23An der letztgenannten Voraussetzung fehlt es im Streitfall. Der Kläger hat – ungeachtet eines entsprechenden Hinweises – nicht zur Überzeugung des Senats dargelegt, dass die Erwerbstätigkeit seiner Ehefrau für die Entstehung der Kinderbetreuungskosten kausal war. Eine solche Darlegung der Kausalbeziehung ist aber aufgrund der besonderen Umstände der von der Klägerin ausgeübten Erwerbstätigkeit nach Auffassung des Senats erforderlich. Im Klageverfahren hat der Kläger einen Anstellungsvertrag seiner Ehefrau mit einer Bauherrengemeinschaft, bestehend aus dem Kläger und seinem Vater, vorgelegt, der eine wöchentliche Arbeitszeit von lediglich 5 Stunden vorsah. Die Tätigkeit der Ehefrau sollte die Überwachung und Steuerung einer Geschäftsimmobilie in C umfassen, konnte aber, da als Erfüllungsort der Wohnort der Klägerin in E vereinbart war, von zu Hause aus ausgeübt werden. Eine Aufklärung der für die Kausalität der Kinderbetreuungskosten maßgeblichen Umstände, ob und in welchem Umfang sich im Streitjahr die konkreten Kinderbetreuungs- und die individuellen Arbeitszeiten gedeckt haben, ob die Klägerin bereits vor Arbeitsaufnahme ein Au-pair-Mädchen beschäftigt hatte etc., war dem Senat nicht möglich, da der – geladene – Kläger nicht zur mündlichen Verhandlung erschienen ist und sein Bevollmächtigter hierüber keine Auskunft zu erteilen vermochte. Dies wirkt sich vorliegend dergestalt zu Lasten des Klägers aus, dass jedenfalls über die bislang vom FA berücksichtigten Kinderbetreuungskosten hinaus keine weiteren erwerbsbedingten Kinderbetreuungkosten anerkannt werden können.

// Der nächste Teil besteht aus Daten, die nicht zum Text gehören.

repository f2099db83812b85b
//! # Data Section Scanning
//!
//! Walks the data section that follows the end-of-header marker and records,
//! for every zone, where each variable's values live. Values themselves are
//! not decoded here; that is left to the materializer so it can run in any
//! order (or in parallel) once all record boundaries are known.
//!
//! ## Zone Data Record
//! ```text
//! [f32]     299.0 zone marker
//! [i32..]   NumVars format codes (1 f32, 2 f64, 3 i32, 4 i16, 5 u8, 6 bit)
//! [i32]     Has passive variables; if != 0, NumVars flags   (11.1+)
//! [i32]     Has variable sharing; if != 0, NumVars zone refs (-1 none)
//! [i32]     Zone to share connectivity with (-1 none)
//! [f64..]   (min, max) for each variable neither passive nor shared
//! [bytes]   Values of those variables (block or point packed)
//! [i32..]   Connectivity, FE zones that do not share it
//! ```
//!
//! Record sizes depend on each zone's own format codes, so zones can only
//! be located by walking them in order.

use log::{debug, info, trace};

use crate::plt::types::error::{PltError, Result};
use crate::plt::types::models::{
    Connectivity, DataPacking, FaceMap, Header, ValueFormat, ValueLocation, ZoneDescriptor, ZoneType,
};
use crate::plt::utils::ByteCursor;

use super::header::ZONE_MARKER;
use super::zone::read_share;

/// Location of one variable's values inside the buffer.
///
/// Value `i` starts at `start + i * stride`. Block-packed slots are
/// contiguous (`stride` equals the value width); point-packed slots
/// interleave all stored variables of the zone. Bit slots are always
/// contiguous and `stride` is zero.
#[derive(Debug, Clone, Copy, PartialEq, Eq)]
pub struct ValueSlot {
    pub start: usize,
    pub stride: usize,
    pub count: usize,
}

/// Where a variable's values come from in one zone.
#[derive(Debug, Clone, Copy, PartialEq)]
pub enum VariableStorage {
    Stored { slot: ValueSlot, min: f64, max: f64 },
    Passive,
    Shared(usize),
}

#[derive(Debug, Clone, PartialEq)]
pub struct VariableRecord {
    pub format: ValueFormat,
    pub location: ValueLocation,
    pub storage: VariableStorage,
}

#[derive(Debug, Clone, PartialEq)]
pub enum ConnectivityRecord {
    Stored(Connectivity),
    Shared(usize),
}

/// The payload side of one zone.
#[derive(Debug, Clone, PartialEq)]
pub struct ZoneRecord {
    pub zone: usize,
    /// Offset of the zone marker.
    pub offset: usize,
    pub variables: Vec<VariableRecord>,
    /// `None` for ordered zones.
    pub connectivity: Option<ConnectivityRecord>,
}

/// Scans the data records of every zone, in zone order.
pub fn scan(data: &[u8], header: &Header) -> Result<Vec<ZoneRecord>> {
    info!(
        "Scanning data section at offset {} for {} zones",
        header.data_offset,
        header.zones.len()
    );
    let mut cursor = ByteCursor::at(data, header.data_offset)?;
    let records = header
        .zones
        .iter()
        .enumerate()
        .map(|(index, zone)| scan_zone(&mut cursor, header, index, zone))
        .collect::<Result<Vec<_>>>()?;
    debug!("Data section ends at offset {}", cursor.position());
    Ok(records)
}

fn scan_zone(
    cursor: &mut ByteCursor,
    header: &Header,
    index: usize,
    zone: &ZoneDescriptor,
) -> Result<ZoneRecord> {
    let num_vars = header.num_vars();
    let offset = cursor.position();
    let marker = cursor.read_f32()?;
    if marker != ZONE_MARKER {
        return Err(PltError::ZoneMarkerMismatch { offset, zone: index, found: marker });
    }

    let formats = (0..num_vars)
        .map(|variable| {
            let offset = cursor.position();
            let code = cursor.read_i32()?;
            ValueFormat::from_code(code).ok_or(PltError::UnsupportedFormatCode {
                offset,
                zone: index,
                variable,
                code,
            })
        })
        .collect::<Result<Vec<_>>>()?;

    let passive = if header.version.has_passive_variables() && cursor.read_i32()? != 0 {
        (0..num_vars)
            .map(|_| cursor.read_i32().map(|flag| flag != 0))
            .collect::<Result<Vec<_>>>()?
    } else {
        vec![false; num_vars]
    };

    if cursor.read_i32()? != 0 {
        for variable in 0..num_vars {
            let shared = read_share(cursor, index, Some(variable))?;
            if shared != zone.shared_variables[variable] {
                return Err(PltError::SharingMismatch {
                    zone: index,
                    variable: Some(variable),
                    header: zone.shared_variables[variable],
                    data: shared,
                });
            }
        }
    }

    let shared_connectivity = read_share(cursor, index, None)?;
    if shared_connectivity != zone.shared_connectivity {
        return Err(PltError::SharingMismatch {
            zone: index,
            variable: None,
            header: zone.shared_connectivity,
            data: shared_connectivity,
        });
    }

    // Sharing wins over a passive flag: shared values are never stored.
    let stored: Vec<usize> = (0..num_vars)
        .filter(|&v| zone.shared_variables[v].is_none() && !passive[v])
        .collect();

    let mut ranges = Vec::with_capacity(stored.len());
    for _ in &stored {
        let min = cursor.read_f64()?;
        let max = cursor.read_f64()?;
        ranges.push((min, max));
    }

    let slots = match zone.packing {
        DataPacking::Block => block_slots(cursor, zone, &stored, &formats)?,
        DataPacking::Point => point_slots(cursor, zone, &stored, &formats)?,
    };

    let mut variables: Vec<VariableRecord> = (0..num_vars)
        .map(|v| VariableRecord {
            format: formats[v],
            location: zone.locations[v],
            storage: match zone.shared_variables[v] {
                Some(source) => VariableStorage::Shared(source),
                None => VariableStorage::Passive,
            },
        })
        .collect();
    for ((&v, slot), (min, max)) in stored.iter().zip(slots).zip(ranges) {
        variables[v].storage = VariableStorage::Stored { slot, min, max };
    }

    let connectivity = if zone.zone_type.is_finite_element() {
        Some(match zone.shared_connectivity {
            Some(source) => ConnectivityRecord::Shared(source),
            None => ConnectivityRecord::Stored(read_connectivity(cursor, &zone.zone_type)?),
        })
    } else {
        None
    };

    if zone.raw_face_neighbors || zone.misc_face_neighbor_connections > 0 {
        return Err(PltError::Unsupported {
            offset: cursor.position(),
            feature: "face-neighbor connection data",
        });
    }

    debug!(
        "Zone {} ('{}') record at offset {}: {} stored, {} passive, {} shared variables",
        index,
        zone.name,
        offset,
        stored.len(),
        variables.iter().filter(|v| v.storage == VariableStorage::Passive).count(),
        zone.shared_variables.iter().filter(|s| s.is_some()).count()
    );

    Ok(ZoneRecord {
        zone: index,
        offset,
        variables,
        connectivity,
    })
}

/// Each stored variable occupies one contiguous run.
fn block_slots(
    cursor: &mut ByteCursor,
    zone: &ZoneDescriptor,
    stored: &[usize],
    formats: &[ValueFormat],
) -> Result<Vec<ValueSlot>> {
    stored
        .iter()
        .map(|&v| {
            let format = formats[v];
            let count = zone.value_count(v);
            let slot = ValueSlot {
                start: cursor.position(),
                stride: format.byte_width().unwrap_or(0),
                count,
            };
            let len = format.payload_len(count).ok_or(PltError::InvalidValue {
                offset: slot.start,
                field: "point count",
                value: i64::try_from(count).unwrap_or(i64::MAX),
            })?;
            trace!("Variable {} block: {} values ({:?}) in {} bytes at {}", v, count, format, len, slot.start);
            cursor.skip(len)?;
            Ok(slot)
        })
        .collect()
}

/// Stored variables are interleaved point by point.
fn point_slots(
    cursor: &mut ByteCursor,
    zone: &ZoneDescriptor,
    stored: &[usize],
    formats: &[ValueFormat],
) -> Result<Vec<ValueSlot>> {
    let start = cursor.position();
    let mut widths = Vec::with_capacity(stored.len());
    for &v in stored {
        if zone.locations[v] != ValueLocation::Node {
            return Err(PltError::Unsupported {
                offset: start,
                feature: "cell-centered variable in point-packed zone",
            });
        }
        let width = formats[v].byte_width().ok_or(PltError::Unsupported {
            offset: start,
            feature: "bit variable in point-packed zone",
        })?;
        widths.push(width);
    }

    let stride: usize = widths.iter().sum();
    let count = zone.point_count();
    let mut field_offset = 0;
    let slots = widths
        .iter()
        .map(|width| {
            let slot = ValueSlot {
                start: start + field_offset,
                stride,
                count,
            };
            field_offset += *width;
            slot
        })
        .collect();
    let len = stride.checked_mul(count).ok_or(PltError::InvalidValue {
        offset: start,
        field: "point count",
        value: i64::try_from(count).unwrap_or(i64::MAX),
    })?;
    trace!("Point-packed zone: {} points, {} bytes per point", count, stride);
    cursor.skip(len)?;
    Ok(slots)
}

fn read_connectivity(cursor: &mut ByteCursor, zone_type: &ZoneType) -> Result<Connectivity> {
    let offset = cursor.position();
    if let Some(nodes_per_element) = zone_type.nodes_per_element() {
        let count = zone_type
            .element_count()
            .checked_mul(nodes_per_element)
            .ok_or(PltError::InvalidValue {
                offset,
                field: "element count",
                value: i64::try_from(zone_type.element_count()).unwrap_or(i64::MAX),
            })?;
        let nodes = cursor.read_i32_vec(count)?;
        trace!("Read {} connectivity entries at offset {}", nodes.len(), offset);
        return Ok(Connectivity::Elements { nodes_per_element, nodes });
    }

    let faces = zone_type.poly_faces().unwrap_or_default();
    let (face_node_offsets, face_nodes) = match zone_type {
        ZoneType::FePolyhedron { .. } => {
            let offsets = cursor.read_i32_vec(faces.faces.saturating_add(1))?;
            (offsets, cursor.read_i32_vec(faces.face_nodes)?)
        }
        _ => {
            let nodes = cursor.read_i32_vec(faces.faces.saturating_mul(2))?;
            let offsets = (0..=faces.faces as i32).map(|f| f * 2).collect::<Vec<i32>>();
            (offsets, nodes)
        }
    };
    let left_elements = cursor.read_i32_vec(faces.faces)?;
    let right_elements = cursor.read_i32_vec(faces.faces)?;
    let mut map = FaceMap {
        face_node_offsets,
        face_nodes,
        left_elements,
        right_elements,
        ..FaceMap::default()
    };
    if faces.boundary_faces > 0 {
        map.boundary_connection_counts = cursor.read_i32_vec(faces.boundary_faces)?;
        map.boundary_elements = cursor.read_i32_vec(faces.boundary_connections)?;
        map.boundary_zones = cursor.read_i32_vec(faces.boundary_connections)?;
    }
    trace!("Read face map of {} faces at offset {}", faces.faces, offset);
    Ok(Connectivity::Faces(map))
}
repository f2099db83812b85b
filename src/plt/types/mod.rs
//! Foundational data structures and error types.

pub mod error;
pub mod models;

24II. Die Kostenentscheidung beruht auf § 135 Abs. 1 FGO i.V.m. § 137 Satz 1 FGO. Dem Kläger sind die Kosten des Verfahrens gem. § 137 Satz 1 FGO auch insoweit aufzuerlegen, als das FA im Rahmen eines Teilabhilfebescheides erstmals im Klageverfahren geltend gemachte Fahrtkosten als Sonderbetriebsausgaben berücksichtigt hat. Der Kläger hätte diese Aufwendungen auch bereits im Einspruchsverfahren geltend machen und nachweisen können und sollen.
25III. Die Revision wird zugelassen. Die Frage, ob im Falle eines geringen zeitlichen Umfangs der Tätigkeit erhöhte Darlegungsanforderungen an die Kausalität der Erwerbstätigkeit für die Kinderbetreuung zu stellen sind, hat grundsätzliche Bedeutung. Der Revisionszulassung steht nicht entgegen, dass es sich bei § 4f EStG um ausgelaufenes Recht handelt, da die Streitfrage nach der Kenntnis des Senats auch in weiteren Fällen von Bedeutung ist.